Syed appeared for the national-level entrance examination for the PhD programme at NCBS and the Indian Institute of Science, Bengaluru. She made it to both but finally chose K. Vijay Raghavan’s lab at NCBS in August 2009. There, she studied mechanisms underlying the development of motor neurons required for walking, using the fruit fly as a model. The rhythmic motion of walking is the precisely coordinated outcome of a mesh of neurons and muscles in the leg.
“We discovered the signalling mechanisms that direct the precise positioning of motor neurons in the central nervous system and their connections with specific leg muscles, thus enabling an organism to perform regulated movements,” Syed said. She is now a postdoctoral fellow in Julie Simpson’s lab at the University of California, Santa Barbara, studying how the brain regulates choice among actions and generates sequential movements.

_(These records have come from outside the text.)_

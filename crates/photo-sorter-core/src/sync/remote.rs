//! Remote catalog access.
//!
//! `RemoteCatalog` is the seam between the sync executor and the store's
//! admin API; `RestRemoteCatalog` is the production implementation over the
//! REST admin interface. Tests substitute an in-memory implementation.

use std::env;

use base64::Engine as _;
use log::debug;
use serde::Deserialize;
use serde_json::json;

use crate::error::{Error, Result};
use crate::naming;

/// An image as the remote reports it. The filename is derived from the
/// last path segment of the CDN src and may carry a remote-added id suffix.
#[derive(Debug, Clone, PartialEq, Eq)]
pub struct RemoteImage {
    pub id: u64,
    pub filename: String,
    pub src: String,
}

/// A purchasable variant, used to attach SKU images to the right variant.
#[derive(Debug, Clone)]
pub struct RemoteVariant {
    pub id: u64,
    pub sku: String,
}

/// A product with everything the mirror pass needs to rebuild its local
/// directory: naming inputs plus the attached images and variants.
#[derive(Debug, Clone)]
pub struct RemoteProduct {
    pub id: u64,
    pub title: String,
    pub vendor: String,
    pub images: Vec<RemoteImage>,
    pub variants: Vec<RemoteVariant>,
}

/// Optional attributes attached to an upload.
#[derive(Debug, Clone, Default)]
pub struct UploadOpts {
    pub filename: String,
    pub variant_ids: Vec<u64>,
    pub position: Option<u32>,
    pub alt_text: Option<String>,
}

/// Operations the sync executor needs from the remote store.
pub trait RemoteCatalog: Send + Sync {
    /// All images currently attached to the product.
    fn list_images(&self, product_id: u64) -> Result<Vec<RemoteImage>>;

    /// Delete one image. Deleting an image that is already gone must
    /// succeed, so retries and races stay harmless.
    fn delete_image(&self, product_id: u64, image_id: u64) -> Result<()>;

    /// Upload image bytes with the given attributes.
    fn upload_image(&self, product_id: u64, bytes: &[u8], opts: &UploadOpts) -> Result<()>;

    /// Read a product metadata field, `None` when unset.
    fn get_metadata_field(&self, product_id: u64, namespace: &str, key: &str)
        -> Result<Option<String>>;

    /// Create or update a product metadata field.
    fn set_metadata_field(
        &self,
        product_id: u64,
        namespace: &str,
        key: &str,
        value: &str,
    ) -> Result<()>;

    /// Variants whose SKU matches, compared case-insensitively.
    fn find_variants_by_sku(&self, product_id: u64, sku: &str) -> Result<Vec<RemoteVariant>>;

    /// Every product in the store. Errors once the store outgrows a single
    /// page so a silent partial mirror cannot happen.
    fn list_products(&self) -> Result<Vec<RemoteProduct>>;

    /// Download the raw bytes behind an image src URL.
    fn fetch_image(&self, src: &str) -> Result<Vec<u8>>;
}

/// Largest page the admin API serves in one request.
const PRODUCTS_PAGE_LIMIT: usize = 250;

/// REST admin API client, authenticated with basic auth.
pub struct RestRemoteCatalog {
    client: reqwest::blocking::Client,
    base_url: String,
    key: String,
    token: String,
}

impl RestRemoteCatalog {
    /// Build a client from `SHOPIFY_SHOP`, `SHOPIFY_KEY` and `SHOPIFY_TOKEN`.
    pub fn from_env() -> Result<Self> {
        let shop = require_env("SHOPIFY_SHOP")?;
        let key = require_env("SHOPIFY_KEY")?;
        let token = require_env("SHOPIFY_TOKEN")?;

        Ok(RestRemoteCatalog {
            client: reqwest::blocking::Client::new(),
            base_url: format!("https://{}.myshopify.com/admin", shop),
            key,
            token,
        })
    }

    fn url(&self, path: &str) -> String {
        format!("{}/{}", self.base_url, path)
    }

    fn get(&self, path: &str) -> reqwest::blocking::RequestBuilder {
        self.client
            .get(self.url(path))
            .basic_auth(&self.key, Some(&self.token))
    }
}

fn require_env(name: &str) -> Result<String> {
    env::var(name)
        .ok()
        .filter(|v| !v.is_empty())
        .ok_or_else(|| Error::Configuration(format!("{} is not set", name)))
}

#[derive(Deserialize)]
struct ProductsEnvelope {
    products: Vec<ProductDto>,
}

#[derive(Deserialize)]
struct ProductDto {
    id: u64,
    title: String,
    vendor: String,
    #[serde(default)]
    images: Vec<ImageDto>,
    #[serde(default)]
    variants: Vec<VariantDto>,
}

#[derive(Deserialize)]
struct ImagesEnvelope {
    images: Vec<ImageDto>,
}

#[derive(Deserialize)]
struct ImageDto {
    id: u64,
    src: String,
}

#[derive(Deserialize)]
struct VariantsEnvelope {
    variants: Vec<VariantDto>,
}

#[derive(Deserialize)]
struct VariantDto {
    id: u64,
    sku: Option<String>,
}

#[derive(Deserialize)]
struct MetafieldsEnvelope {
    metafields: Vec<MetafieldDto>,
}

#[derive(Deserialize)]
struct MetafieldDto {
    id: u64,
    namespace: String,
    key: String,
    value: String,
}

impl RestRemoteCatalog {
    fn find_metafield(
        &self,
        product_id: u64,
        namespace: &str,
        key: &str,
    ) -> Result<Option<MetafieldDto>> {
        let envelope: MetafieldsEnvelope = self
            .get(&format!("products/{}/metafields.json", product_id))
            .send()?
            .error_for_status()?
            .json()?;
        Ok(envelope
            .metafields
            .into_iter()
            .find(|m| m.namespace == namespace && m.key == key))
    }
}

impl RemoteCatalog for RestRemoteCatalog {
    fn list_images(&self, product_id: u64) -> Result<Vec<RemoteImage>> {
        let envelope: ImagesEnvelope = self
            .get(&format!("products/{}/images.json", product_id))
            .send()?
            .error_for_status()?
            .json()?;

        Ok(envelope
            .images
            .into_iter()
            .map(|img| RemoteImage {
                id: img.id,
                filename: naming::remote_filename(&img.src),
                src: img.src,
            })
            .collect())
    }

    fn delete_image(&self, product_id: u64, image_id: u64) -> Result<()> {
        let response = self
            .client
            .delete(self.url(&format!("products/{}/images/{}.json", product_id, image_id)))
            .basic_auth(&self.key, Some(&self.token))
            .send()?;

        if response.status() == reqwest::StatusCode::NOT_FOUND {
            debug!("Image {} was already gone from product {}", image_id, product_id);
            return Ok(());
        }
        response.error_for_status()?;
        Ok(())
    }

    fn upload_image(&self, product_id: u64, bytes: &[u8], opts: &UploadOpts) -> Result<()> {
        let mut image = json!({
            "attachment": base64::engine::general_purpose::STANDARD.encode(bytes),
            "filename": opts.filename,
        });
        if !opts.variant_ids.is_empty() {
            image["variant_ids"] = json!(opts.variant_ids);
        }
        if let Some(position) = opts.position {
            image["position"] = json!(position);
        }
        if let Some(alt) = &opts.alt_text {
            image["alt"] = json!(alt);
        }

        self.client
            .post(self.url(&format!("products/{}/images.json", product_id)))
            .basic_auth(&self.key, Some(&self.token))
            .json(&json!({ "image": image }))
            .send()?
            .error_for_status()?;
        Ok(())
    }

    fn get_metadata_field(
        &self,
        product_id: u64,
        namespace: &str,
        key: &str,
    ) -> Result<Option<String>> {
        Ok(self
            .find_metafield(product_id, namespace, key)?
            .map(|m| m.value))
    }

    fn set_metadata_field(
        &self,
        product_id: u64,
        namespace: &str,
        key: &str,
        value: &str,
    ) -> Result<()> {
        let existing = self.find_metafield(product_id, namespace, key)?;

        let response = match existing {
            Some(metafield) => self
                .client
                .put(self.url(&format!("metafields/{}.json", metafield.id)))
                .basic_auth(&self.key, Some(&self.token))
                .json(&json!({
                    "metafield": {
                        "id": metafield.id,
                        "value": value,
                        "type": "single_line_text_field",
                    }
                }))
                .send()?,
            None => self
                .client
                .post(self.url(&format!("products/{}/metafields.json", product_id)))
                .basic_auth(&self.key, Some(&self.token))
                .json(&json!({
                    "metafield": {
                        "namespace": namespace,
                        "key": key,
                        "value": value,
                        "type": "single_line_text_field",
                    }
                }))
                .send()?,
        };
        response.error_for_status()?;
        Ok(())
    }

    fn find_variants_by_sku(&self, product_id: u64, sku: &str) -> Result<Vec<RemoteVariant>> {
        let envelope: VariantsEnvelope = self
            .get(&format!("products/{}/variants.json", product_id))
            .send()?
            .error_for_status()?
            .json()?;

        Ok(envelope
            .variants
            .into_iter()
            .filter_map(|v| {
                let variant_sku = v.sku?;
                variant_sku
                    .eq_ignore_ascii_case(sku)
                    .then_some(RemoteVariant {
                        id: v.id,
                        sku: variant_sku,
                    })
            })
            .collect())
    }

    fn list_products(&self) -> Result<Vec<RemoteProduct>> {
        let envelope: ProductsEnvelope = self
            .get(&format!("products.json?limit={}", PRODUCTS_PAGE_LIMIT))
            .send()?
            .error_for_status()?
            .json()?;

        if envelope.products.len() == PRODUCTS_PAGE_LIMIT {
            return Err(Error::Sync(format!(
                "store has {} or more products; paginated listing is not implemented",
                PRODUCTS_PAGE_LIMIT
            )));
        }

        Ok(envelope
            .products
            .into_iter()
            .map(|p| RemoteProduct {
                id: p.id,
                title: p.title,
                vendor: p.vendor,
                images: p
                    .images
                    .into_iter()
                    .map(|img| RemoteImage {
                        id: img.id,
                        filename: naming::remote_filename(&img.src),
                        src: img.src,
                    })
                    .collect(),
                variants: p
                    .variants
                    .into_iter()
                    .filter_map(|v| {
                        v.sku.map(|sku| RemoteVariant { id: v.id, sku })
                    })
                    .collect(),
            })
            .collect())
    }

    fn fetch_image(&self, src: &str) -> Result<Vec<u8>> {
        // CDN URLs are public and pre-signed; no auth header wanted
        Ok(self
            .client
            .get(src)
            .send()?
            .error_for_status()?
            .bytes()?
            .to_vec())
    }
}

She believes science graduates and postgraduates aren’t exposed to enough research in Kashmir. “Universities in Kashmir should encourage students to do six-month dissertation projects in various research institutes so they learn the basics of research,” she said. “It also helps develop connections that provide an opportunity to pursue PhD in India or abroad, or how to develop collaborations while doing a PhD in Kashmir University.”
She asks the state’s younger scientific minds to “stand up on your own by dint of your hard work, look for various research opportunities outside the state, and don’t always wait for help… Learn to do it yourself.”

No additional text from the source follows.